# [WORK INSTRUCTION]
Pick out all lines with the word "sent" from the records that follow.

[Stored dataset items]
——————————
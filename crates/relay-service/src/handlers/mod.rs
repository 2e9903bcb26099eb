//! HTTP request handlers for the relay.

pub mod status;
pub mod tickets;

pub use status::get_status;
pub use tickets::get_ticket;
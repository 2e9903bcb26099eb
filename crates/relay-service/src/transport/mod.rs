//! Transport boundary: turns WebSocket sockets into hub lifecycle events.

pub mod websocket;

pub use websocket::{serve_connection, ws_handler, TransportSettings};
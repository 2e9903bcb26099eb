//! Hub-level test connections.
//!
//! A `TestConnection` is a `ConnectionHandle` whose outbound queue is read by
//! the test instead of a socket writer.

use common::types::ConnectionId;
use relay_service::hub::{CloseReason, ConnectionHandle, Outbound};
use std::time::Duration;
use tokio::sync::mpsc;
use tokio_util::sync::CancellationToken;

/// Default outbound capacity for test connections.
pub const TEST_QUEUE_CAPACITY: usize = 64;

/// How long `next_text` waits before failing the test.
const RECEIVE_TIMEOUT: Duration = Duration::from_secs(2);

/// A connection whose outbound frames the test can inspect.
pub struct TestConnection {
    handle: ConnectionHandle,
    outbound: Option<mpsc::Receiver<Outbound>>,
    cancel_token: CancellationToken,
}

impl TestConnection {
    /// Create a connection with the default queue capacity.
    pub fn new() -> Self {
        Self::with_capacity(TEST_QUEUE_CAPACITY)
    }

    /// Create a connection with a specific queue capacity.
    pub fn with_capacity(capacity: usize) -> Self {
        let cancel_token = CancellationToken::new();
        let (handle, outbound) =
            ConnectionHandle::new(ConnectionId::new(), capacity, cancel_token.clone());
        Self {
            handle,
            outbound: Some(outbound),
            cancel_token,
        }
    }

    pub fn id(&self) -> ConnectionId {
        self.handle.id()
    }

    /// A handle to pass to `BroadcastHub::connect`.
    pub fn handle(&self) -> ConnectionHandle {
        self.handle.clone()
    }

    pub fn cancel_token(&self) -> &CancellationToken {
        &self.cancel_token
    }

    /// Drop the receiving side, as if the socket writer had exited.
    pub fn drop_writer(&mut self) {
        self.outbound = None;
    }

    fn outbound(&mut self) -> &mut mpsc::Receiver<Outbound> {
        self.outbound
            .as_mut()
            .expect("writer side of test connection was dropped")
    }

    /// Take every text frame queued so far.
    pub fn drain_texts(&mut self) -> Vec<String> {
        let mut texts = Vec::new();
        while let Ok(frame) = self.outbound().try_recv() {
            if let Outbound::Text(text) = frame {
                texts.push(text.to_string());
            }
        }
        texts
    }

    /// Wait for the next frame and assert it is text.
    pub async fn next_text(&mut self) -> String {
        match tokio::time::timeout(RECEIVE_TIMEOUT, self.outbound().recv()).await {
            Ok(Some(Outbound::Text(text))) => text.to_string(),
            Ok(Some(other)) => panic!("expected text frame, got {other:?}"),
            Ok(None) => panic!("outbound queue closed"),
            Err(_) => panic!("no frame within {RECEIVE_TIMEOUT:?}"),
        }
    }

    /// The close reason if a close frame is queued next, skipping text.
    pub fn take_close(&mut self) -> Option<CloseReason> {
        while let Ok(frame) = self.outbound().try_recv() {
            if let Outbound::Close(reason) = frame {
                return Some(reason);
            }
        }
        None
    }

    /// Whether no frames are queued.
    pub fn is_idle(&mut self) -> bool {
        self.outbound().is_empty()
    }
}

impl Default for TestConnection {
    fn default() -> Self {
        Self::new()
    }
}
——————————
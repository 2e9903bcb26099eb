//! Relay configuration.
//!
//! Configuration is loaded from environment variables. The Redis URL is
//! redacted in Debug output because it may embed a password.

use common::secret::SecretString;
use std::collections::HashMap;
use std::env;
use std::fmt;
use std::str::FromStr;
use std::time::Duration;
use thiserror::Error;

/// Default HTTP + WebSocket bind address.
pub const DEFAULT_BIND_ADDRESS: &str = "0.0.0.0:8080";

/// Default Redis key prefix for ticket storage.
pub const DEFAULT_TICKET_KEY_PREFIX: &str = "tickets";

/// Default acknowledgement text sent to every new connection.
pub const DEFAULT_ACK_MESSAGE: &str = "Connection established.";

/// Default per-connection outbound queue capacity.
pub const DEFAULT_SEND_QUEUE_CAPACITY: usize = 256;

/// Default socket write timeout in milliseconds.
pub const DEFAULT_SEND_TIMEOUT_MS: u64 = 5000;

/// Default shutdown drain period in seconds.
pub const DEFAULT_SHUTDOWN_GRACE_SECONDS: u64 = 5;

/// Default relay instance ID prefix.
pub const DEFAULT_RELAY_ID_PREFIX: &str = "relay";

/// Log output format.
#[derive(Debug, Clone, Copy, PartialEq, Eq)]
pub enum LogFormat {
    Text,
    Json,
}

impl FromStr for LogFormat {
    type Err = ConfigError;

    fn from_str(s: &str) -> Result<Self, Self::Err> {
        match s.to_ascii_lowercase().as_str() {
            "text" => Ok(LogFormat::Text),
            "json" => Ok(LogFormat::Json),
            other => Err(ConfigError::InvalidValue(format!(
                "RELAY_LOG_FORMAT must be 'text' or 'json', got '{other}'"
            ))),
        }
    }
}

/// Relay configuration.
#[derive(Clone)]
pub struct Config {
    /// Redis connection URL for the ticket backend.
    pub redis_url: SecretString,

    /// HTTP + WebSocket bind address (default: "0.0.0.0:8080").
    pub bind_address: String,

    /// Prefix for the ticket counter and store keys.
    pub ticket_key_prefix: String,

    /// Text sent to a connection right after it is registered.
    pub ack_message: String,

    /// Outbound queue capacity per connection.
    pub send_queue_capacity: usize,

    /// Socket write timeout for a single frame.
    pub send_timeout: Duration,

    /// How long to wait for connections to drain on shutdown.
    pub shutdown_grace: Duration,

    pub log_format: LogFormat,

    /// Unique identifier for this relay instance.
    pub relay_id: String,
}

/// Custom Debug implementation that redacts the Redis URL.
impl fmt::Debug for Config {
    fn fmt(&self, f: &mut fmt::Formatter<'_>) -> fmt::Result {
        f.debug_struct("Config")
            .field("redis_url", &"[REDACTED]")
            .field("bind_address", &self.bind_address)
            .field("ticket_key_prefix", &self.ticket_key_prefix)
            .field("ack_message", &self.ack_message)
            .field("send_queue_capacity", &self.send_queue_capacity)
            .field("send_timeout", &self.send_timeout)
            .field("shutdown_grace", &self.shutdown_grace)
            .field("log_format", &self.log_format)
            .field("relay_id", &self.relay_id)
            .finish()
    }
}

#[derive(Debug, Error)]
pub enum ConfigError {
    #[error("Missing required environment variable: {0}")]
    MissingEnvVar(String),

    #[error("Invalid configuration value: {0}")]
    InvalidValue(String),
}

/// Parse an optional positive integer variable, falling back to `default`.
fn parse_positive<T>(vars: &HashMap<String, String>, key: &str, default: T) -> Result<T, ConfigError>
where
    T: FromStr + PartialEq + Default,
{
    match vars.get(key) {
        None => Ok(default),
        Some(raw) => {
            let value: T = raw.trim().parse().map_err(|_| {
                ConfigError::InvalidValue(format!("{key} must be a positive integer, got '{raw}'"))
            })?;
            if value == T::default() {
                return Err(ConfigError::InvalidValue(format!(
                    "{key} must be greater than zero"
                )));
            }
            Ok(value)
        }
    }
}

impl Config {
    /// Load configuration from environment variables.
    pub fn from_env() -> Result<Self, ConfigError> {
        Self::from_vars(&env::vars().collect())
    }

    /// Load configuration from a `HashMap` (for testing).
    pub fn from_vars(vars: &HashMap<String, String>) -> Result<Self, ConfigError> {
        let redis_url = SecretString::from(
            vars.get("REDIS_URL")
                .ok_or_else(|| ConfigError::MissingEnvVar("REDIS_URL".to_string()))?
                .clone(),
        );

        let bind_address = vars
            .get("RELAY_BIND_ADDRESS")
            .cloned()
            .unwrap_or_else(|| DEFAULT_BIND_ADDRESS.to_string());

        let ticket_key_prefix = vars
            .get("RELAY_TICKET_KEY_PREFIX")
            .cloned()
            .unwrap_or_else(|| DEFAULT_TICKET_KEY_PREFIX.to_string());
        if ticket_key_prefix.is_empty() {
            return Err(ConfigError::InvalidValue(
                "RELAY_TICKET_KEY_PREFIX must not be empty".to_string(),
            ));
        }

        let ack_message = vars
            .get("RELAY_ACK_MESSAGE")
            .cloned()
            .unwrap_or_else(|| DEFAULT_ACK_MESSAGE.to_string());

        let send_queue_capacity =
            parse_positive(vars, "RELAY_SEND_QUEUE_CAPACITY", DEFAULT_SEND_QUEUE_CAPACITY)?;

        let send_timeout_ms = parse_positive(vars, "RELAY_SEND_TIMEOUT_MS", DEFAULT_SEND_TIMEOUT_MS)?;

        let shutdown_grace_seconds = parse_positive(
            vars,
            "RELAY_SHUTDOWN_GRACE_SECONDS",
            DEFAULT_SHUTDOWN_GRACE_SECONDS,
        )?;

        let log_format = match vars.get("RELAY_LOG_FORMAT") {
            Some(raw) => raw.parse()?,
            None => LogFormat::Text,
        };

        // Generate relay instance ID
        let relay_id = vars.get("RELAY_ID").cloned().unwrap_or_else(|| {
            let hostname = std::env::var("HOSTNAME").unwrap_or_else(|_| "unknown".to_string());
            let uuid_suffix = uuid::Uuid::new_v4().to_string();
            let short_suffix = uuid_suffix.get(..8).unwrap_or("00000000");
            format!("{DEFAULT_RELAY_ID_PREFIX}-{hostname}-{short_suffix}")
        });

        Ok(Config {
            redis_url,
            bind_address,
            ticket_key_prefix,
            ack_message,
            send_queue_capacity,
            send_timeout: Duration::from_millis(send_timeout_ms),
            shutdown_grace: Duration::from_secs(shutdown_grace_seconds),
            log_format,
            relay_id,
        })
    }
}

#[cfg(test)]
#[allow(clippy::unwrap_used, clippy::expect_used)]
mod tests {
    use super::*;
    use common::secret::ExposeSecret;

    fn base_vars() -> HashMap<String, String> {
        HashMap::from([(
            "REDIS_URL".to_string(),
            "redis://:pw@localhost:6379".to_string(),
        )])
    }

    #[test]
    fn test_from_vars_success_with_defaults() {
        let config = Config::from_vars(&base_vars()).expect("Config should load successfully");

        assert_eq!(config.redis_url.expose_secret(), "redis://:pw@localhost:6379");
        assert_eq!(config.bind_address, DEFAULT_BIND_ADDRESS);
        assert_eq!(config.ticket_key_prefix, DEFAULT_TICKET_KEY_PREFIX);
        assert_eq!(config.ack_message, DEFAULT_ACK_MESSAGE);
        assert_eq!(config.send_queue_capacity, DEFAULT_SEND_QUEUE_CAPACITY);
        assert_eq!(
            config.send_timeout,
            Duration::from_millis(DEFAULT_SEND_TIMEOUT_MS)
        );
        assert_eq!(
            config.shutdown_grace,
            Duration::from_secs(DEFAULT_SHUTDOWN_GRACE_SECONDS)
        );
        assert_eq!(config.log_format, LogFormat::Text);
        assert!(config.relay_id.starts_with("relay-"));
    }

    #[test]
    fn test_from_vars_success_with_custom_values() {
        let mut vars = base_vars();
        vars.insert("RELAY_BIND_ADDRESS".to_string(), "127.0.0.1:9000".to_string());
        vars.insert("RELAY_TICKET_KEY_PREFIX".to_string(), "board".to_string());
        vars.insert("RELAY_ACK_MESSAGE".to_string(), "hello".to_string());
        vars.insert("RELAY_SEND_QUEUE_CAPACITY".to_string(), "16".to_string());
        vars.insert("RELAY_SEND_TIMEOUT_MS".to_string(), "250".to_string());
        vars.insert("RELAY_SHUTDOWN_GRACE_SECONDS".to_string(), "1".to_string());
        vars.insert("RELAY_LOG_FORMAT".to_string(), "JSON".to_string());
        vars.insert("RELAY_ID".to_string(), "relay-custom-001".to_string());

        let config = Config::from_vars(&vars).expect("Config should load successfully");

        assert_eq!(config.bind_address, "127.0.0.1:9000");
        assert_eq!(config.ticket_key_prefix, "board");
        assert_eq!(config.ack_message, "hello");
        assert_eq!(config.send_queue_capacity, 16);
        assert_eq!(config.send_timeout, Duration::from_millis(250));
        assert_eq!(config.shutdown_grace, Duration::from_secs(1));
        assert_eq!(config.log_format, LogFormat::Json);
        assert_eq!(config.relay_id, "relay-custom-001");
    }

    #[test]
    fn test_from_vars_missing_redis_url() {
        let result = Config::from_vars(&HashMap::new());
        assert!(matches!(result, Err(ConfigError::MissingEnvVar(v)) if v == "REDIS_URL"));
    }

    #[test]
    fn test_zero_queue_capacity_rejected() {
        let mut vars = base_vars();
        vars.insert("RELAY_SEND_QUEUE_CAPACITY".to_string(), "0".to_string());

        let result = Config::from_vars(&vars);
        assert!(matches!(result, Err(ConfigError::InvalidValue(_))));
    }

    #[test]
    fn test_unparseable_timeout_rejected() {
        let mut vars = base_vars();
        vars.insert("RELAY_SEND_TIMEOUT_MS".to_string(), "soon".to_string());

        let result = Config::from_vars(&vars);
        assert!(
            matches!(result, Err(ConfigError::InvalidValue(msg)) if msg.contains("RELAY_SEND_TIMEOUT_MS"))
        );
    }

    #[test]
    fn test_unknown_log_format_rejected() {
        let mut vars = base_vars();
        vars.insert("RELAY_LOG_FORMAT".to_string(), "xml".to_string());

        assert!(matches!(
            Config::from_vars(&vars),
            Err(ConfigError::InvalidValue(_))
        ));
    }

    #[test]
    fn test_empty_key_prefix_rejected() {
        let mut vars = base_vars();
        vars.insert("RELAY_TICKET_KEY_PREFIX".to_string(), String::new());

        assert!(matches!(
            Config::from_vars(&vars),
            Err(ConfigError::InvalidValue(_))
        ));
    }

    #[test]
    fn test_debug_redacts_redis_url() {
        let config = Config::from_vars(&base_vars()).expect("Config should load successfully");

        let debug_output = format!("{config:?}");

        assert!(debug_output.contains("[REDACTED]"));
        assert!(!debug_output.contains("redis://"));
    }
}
——————————
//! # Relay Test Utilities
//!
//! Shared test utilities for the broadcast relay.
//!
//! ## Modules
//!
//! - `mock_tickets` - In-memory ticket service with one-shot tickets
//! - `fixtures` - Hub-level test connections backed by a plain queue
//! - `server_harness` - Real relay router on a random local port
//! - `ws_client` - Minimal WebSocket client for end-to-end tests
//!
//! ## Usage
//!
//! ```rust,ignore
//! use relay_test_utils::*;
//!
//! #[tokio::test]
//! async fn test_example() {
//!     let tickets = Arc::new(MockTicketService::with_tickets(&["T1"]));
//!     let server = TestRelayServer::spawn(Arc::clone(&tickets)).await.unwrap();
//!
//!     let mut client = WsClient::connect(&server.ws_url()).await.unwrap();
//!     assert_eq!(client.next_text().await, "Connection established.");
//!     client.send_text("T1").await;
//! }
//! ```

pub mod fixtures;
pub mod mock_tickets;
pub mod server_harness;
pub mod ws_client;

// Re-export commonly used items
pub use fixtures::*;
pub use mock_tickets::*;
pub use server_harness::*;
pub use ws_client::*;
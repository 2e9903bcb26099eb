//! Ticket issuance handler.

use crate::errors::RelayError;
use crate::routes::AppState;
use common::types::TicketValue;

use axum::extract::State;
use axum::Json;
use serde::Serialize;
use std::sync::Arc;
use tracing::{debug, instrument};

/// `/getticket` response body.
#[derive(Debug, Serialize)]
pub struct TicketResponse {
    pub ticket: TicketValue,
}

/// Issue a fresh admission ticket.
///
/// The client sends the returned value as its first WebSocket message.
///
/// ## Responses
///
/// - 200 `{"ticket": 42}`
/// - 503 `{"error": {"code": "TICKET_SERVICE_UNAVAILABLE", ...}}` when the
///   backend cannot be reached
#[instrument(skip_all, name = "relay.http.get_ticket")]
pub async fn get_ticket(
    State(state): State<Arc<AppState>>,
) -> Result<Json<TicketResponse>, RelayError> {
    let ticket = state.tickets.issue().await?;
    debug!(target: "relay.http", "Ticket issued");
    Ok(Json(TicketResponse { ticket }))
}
——————————
# [PROBLEM SOLUTION]
/// Default acknowledgement text sent to every new connection.
    /// Text sent to a connection right after it is registered.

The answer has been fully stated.